Instructions to follow:
The required answer is each line in the entries below where "start" occurs.

Supplied information:

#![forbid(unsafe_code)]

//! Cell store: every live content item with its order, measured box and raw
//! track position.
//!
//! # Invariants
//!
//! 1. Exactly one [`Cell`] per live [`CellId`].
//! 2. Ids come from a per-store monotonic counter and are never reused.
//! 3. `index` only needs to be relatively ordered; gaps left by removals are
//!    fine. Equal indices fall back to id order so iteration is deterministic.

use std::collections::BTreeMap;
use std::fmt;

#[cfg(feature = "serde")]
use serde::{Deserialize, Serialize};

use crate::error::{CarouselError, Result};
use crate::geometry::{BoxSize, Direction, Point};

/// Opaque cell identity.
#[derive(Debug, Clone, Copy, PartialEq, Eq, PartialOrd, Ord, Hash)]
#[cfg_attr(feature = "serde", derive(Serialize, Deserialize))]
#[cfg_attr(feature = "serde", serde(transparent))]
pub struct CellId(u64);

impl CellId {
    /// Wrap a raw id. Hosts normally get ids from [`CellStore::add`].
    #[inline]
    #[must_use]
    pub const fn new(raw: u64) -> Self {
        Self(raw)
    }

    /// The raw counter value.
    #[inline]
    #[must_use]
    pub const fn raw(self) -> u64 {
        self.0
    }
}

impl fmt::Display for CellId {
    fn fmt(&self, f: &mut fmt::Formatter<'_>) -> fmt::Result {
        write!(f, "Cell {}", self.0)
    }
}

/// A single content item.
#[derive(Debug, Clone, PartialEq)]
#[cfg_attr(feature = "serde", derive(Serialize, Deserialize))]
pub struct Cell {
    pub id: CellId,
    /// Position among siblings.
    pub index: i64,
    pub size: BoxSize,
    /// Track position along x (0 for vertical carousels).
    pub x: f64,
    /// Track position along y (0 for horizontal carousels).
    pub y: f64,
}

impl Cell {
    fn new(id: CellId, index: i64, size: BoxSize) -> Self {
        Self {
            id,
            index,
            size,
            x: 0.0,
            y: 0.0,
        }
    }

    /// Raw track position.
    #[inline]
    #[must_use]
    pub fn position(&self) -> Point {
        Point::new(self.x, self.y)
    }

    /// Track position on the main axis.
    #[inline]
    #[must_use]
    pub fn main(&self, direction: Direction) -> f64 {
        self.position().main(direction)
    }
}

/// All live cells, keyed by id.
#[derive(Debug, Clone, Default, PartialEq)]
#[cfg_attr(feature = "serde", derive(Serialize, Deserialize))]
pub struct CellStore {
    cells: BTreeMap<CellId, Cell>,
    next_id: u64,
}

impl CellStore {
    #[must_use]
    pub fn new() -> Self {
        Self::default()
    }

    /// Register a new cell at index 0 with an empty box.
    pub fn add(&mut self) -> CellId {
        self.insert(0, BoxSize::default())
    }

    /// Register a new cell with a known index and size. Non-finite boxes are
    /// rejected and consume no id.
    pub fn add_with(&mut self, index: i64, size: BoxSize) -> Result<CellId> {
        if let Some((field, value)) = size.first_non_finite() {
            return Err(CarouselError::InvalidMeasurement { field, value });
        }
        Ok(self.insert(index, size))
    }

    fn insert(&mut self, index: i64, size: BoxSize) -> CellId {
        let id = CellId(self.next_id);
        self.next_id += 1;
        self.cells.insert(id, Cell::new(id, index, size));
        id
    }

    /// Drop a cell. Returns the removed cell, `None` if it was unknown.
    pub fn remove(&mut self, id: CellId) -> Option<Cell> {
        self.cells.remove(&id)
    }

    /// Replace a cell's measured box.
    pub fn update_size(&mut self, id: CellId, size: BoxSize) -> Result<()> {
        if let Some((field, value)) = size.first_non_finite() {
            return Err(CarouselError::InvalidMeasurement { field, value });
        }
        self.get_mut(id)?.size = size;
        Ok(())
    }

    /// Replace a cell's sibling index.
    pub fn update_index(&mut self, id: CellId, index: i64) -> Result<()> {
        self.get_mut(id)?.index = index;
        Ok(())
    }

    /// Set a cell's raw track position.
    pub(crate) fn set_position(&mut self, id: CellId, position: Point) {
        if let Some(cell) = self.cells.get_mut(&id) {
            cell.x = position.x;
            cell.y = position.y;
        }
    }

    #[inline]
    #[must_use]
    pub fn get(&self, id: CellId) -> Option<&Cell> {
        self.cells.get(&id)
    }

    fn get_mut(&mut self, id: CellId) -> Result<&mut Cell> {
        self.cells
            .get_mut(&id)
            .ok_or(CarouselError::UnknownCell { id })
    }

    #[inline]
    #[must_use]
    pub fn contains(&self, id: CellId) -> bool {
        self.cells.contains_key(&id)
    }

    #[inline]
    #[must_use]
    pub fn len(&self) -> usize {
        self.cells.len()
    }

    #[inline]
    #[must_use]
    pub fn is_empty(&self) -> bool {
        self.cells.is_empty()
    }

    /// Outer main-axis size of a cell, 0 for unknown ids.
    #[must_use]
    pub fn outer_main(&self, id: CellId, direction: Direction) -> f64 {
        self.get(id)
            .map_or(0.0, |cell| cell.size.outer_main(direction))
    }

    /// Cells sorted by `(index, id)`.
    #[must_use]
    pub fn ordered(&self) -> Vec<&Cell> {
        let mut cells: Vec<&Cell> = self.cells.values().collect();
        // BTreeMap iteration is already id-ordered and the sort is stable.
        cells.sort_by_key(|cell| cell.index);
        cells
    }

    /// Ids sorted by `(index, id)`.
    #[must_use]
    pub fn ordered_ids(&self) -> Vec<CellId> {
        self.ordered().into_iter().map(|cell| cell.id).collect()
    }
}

* * *

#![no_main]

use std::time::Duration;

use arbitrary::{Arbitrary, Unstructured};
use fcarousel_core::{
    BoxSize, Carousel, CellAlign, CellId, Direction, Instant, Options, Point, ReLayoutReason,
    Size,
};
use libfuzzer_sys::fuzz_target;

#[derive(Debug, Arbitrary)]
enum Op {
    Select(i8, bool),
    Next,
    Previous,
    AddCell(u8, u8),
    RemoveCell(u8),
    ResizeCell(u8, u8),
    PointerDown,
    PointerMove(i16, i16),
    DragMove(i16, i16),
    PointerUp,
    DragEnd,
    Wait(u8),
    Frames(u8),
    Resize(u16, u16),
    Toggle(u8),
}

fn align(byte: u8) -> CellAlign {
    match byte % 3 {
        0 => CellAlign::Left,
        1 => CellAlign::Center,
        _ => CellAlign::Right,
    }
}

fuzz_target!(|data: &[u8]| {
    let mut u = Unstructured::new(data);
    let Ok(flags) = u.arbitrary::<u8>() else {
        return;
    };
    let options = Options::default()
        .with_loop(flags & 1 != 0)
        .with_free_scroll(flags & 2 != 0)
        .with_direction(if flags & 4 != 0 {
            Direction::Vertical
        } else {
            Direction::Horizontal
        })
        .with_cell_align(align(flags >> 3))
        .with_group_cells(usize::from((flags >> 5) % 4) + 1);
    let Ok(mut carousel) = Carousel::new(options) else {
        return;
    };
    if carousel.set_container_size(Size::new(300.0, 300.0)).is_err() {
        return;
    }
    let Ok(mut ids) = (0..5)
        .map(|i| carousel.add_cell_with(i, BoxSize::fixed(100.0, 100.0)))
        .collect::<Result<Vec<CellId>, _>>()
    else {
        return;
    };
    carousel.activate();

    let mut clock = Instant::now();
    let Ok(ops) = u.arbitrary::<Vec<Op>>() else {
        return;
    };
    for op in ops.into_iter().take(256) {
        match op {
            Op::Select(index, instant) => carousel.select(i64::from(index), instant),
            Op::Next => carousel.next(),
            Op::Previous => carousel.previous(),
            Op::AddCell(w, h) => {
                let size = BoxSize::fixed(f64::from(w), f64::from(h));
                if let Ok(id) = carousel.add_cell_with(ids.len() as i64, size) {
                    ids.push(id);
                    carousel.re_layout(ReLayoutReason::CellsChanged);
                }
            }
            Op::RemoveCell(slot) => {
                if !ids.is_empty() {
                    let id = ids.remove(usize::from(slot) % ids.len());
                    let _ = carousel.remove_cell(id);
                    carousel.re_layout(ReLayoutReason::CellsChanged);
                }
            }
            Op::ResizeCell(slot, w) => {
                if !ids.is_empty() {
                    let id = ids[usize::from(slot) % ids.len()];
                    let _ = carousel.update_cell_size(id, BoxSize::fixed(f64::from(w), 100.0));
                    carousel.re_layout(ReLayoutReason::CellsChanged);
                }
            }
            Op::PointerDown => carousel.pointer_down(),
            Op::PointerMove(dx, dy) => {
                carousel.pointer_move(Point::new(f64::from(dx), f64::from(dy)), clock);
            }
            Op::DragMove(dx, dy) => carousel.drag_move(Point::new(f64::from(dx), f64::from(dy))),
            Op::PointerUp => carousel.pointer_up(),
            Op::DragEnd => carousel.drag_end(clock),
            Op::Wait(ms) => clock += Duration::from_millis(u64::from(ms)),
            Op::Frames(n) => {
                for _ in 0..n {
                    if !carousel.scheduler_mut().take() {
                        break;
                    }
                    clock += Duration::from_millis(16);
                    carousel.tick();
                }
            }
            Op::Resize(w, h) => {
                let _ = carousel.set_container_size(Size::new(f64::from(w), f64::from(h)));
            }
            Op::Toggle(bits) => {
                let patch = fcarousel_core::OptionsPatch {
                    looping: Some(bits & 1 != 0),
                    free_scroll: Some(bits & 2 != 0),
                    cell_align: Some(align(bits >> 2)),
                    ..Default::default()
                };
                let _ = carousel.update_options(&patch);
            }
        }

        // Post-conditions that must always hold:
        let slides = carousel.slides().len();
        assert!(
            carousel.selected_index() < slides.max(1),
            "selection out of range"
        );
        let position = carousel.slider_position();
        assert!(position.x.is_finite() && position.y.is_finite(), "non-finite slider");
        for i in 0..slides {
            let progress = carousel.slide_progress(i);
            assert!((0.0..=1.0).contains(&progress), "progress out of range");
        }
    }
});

---

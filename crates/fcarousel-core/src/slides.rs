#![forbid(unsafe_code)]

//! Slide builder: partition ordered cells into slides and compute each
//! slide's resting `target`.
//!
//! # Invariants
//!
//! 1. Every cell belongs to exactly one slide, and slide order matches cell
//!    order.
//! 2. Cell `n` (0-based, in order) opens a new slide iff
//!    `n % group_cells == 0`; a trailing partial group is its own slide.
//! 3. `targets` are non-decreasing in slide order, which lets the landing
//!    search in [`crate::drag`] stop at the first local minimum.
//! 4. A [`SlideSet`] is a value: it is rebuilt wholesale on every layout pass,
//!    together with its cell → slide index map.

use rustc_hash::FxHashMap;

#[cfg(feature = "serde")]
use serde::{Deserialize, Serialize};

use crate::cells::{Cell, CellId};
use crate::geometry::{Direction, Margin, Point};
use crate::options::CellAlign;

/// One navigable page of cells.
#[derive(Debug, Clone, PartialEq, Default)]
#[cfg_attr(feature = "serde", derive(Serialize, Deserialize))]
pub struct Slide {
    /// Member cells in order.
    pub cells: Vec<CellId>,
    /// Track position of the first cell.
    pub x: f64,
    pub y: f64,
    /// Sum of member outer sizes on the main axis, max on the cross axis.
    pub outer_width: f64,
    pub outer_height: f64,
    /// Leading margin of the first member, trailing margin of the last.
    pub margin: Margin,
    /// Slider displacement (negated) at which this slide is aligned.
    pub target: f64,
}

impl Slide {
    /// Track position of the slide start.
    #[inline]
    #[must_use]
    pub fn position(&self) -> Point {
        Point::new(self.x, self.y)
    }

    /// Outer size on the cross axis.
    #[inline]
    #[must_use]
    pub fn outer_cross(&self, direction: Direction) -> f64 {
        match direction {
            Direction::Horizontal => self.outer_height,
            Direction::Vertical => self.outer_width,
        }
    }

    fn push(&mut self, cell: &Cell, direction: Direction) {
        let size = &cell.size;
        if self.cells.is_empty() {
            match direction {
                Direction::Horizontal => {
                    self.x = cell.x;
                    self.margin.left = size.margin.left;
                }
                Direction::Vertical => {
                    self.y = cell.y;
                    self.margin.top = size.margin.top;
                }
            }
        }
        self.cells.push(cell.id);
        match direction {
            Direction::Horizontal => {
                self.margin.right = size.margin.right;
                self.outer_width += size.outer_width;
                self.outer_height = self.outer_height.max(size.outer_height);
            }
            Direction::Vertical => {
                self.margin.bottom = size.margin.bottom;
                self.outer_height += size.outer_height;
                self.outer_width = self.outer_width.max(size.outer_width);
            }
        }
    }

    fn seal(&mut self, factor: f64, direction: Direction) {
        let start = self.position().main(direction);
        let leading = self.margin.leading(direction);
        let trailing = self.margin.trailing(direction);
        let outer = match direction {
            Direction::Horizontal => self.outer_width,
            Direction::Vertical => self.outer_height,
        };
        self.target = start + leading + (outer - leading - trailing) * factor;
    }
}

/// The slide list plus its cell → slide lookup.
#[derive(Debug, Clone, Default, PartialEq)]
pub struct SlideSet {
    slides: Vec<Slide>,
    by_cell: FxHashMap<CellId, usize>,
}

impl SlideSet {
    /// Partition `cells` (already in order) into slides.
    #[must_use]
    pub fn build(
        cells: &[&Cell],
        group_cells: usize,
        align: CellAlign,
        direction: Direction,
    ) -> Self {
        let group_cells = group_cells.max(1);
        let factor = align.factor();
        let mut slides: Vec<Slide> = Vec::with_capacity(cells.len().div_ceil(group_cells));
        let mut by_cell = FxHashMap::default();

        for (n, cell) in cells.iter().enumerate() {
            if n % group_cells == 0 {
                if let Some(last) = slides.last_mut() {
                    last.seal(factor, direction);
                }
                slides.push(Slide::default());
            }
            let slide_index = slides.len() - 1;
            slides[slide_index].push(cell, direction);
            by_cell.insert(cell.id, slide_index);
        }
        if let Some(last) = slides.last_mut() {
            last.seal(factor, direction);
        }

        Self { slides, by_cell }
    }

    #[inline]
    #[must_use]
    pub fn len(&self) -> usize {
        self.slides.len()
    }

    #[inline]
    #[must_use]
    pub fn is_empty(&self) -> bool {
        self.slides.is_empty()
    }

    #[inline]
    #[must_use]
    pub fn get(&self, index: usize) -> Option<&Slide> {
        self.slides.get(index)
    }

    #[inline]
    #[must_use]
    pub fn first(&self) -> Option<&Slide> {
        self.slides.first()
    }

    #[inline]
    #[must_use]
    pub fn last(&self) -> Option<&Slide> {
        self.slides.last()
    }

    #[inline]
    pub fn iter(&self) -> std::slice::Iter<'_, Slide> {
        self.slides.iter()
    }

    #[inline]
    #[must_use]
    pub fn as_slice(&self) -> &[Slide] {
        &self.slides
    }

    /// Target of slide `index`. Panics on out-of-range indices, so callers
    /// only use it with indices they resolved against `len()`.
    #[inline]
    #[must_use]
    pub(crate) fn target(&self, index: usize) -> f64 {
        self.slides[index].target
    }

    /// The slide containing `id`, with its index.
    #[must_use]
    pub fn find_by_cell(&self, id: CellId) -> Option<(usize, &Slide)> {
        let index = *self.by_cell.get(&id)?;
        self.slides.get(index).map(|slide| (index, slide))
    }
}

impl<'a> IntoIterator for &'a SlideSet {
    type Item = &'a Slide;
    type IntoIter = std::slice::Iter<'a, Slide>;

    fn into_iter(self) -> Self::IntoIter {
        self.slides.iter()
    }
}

Exercise result:
    /// Track position of the slide start.
        let start = self.position().main(direction);
        self.target = start + leading + (outer - leading - trailing) * factor;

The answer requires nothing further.